===== Exercise material

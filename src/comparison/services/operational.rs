use crate::comparison::domain::{OperationalMetrics, TimelineMetrics, VendorRecord};
use crate::comparison::policies::CalculationConstants;

const DAYS_PER_WEEK: u32 = 7;
const HOURS_PER_TRAINING_DAY: u32 = 8;

/// OperationalEstimator - staffing, maintenance and rollout estimates
pub struct OperationalEstimator;

impl OperationalEstimator {
    /// Staffing and incident-response estimates.
    ///
    /// FTE saved is measured against a fully manual baseline team and never
    /// goes negative. MTTR starts from the complexity's base hours and
    /// shrinks by half the automation level.
    pub fn operational(
        vendor: &VendorRecord,
        constants: &CalculationConstants,
    ) -> OperationalMetrics {
        let automation_level = vendor.operational.automation_level;
        let fte_required = vendor.costs.fte_factor;
        let base_mttr = constants
            .mttr_base_hours
            .for_complexity(vendor.implementation.complexity);

        OperationalMetrics {
            automation_level,
            fte_required,
            fte_saved: (constants.baseline_fte - fte_required).max(0.0),
            maintenance_windows: vendor.implementation.maintenance_windows,
            mttr_hours: base_mttr * (1.0 - automation_level / 200.0),
        }
    }

    pub fn timeline(vendor: &VendorRecord) -> TimelineMetrics {
        let implementation = &vendor.implementation;
        TimelineMetrics {
            complexity: implementation.complexity,
            time_to_value_days: implementation.deploy_days,
            implementation_weeks: implementation.deploy_days.div_ceil(DAYS_PER_WEEK),
            training_days: implementation.training_hours.div_ceil(HOURS_PER_TRAINING_DAY),
        }
    }
}
use crate::application::dto::{AnalysisRequest, AnalysisResponse, VendorListing};
use crate::shared::Result;

/// VendorComparisonPort - Inbound port for the comparison use case
///
/// This port defines the interface that external adapters (CLI, API, etc.)
/// use to run a comparison. It represents the application's public API.
pub trait VendorComparisonPort {
    /// Compares the requested vendors under the requested configuration
    ///
    /// # Returns
    /// A response holding either the computed report or the configuration
    /// issues that prevented it
    ///
    /// # Errors
    /// Returns an error only for infrastructure failures: the dataset
    /// cannot be read, parsed or validated.
    fn compare(&self, request: AnalysisRequest) -> Result<AnalysisResponse>;

    /// Lists every vendor in the active dataset
    ///
    /// # Errors
    /// Returns an error if the dataset cannot be loaded
    fn list_vendors(&self) -> Result<VendorListing>;
}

==========

◆ **Task item**: On how many lines of the data does "self" appear? Give only that number.

◆ **Answer for the task**: 2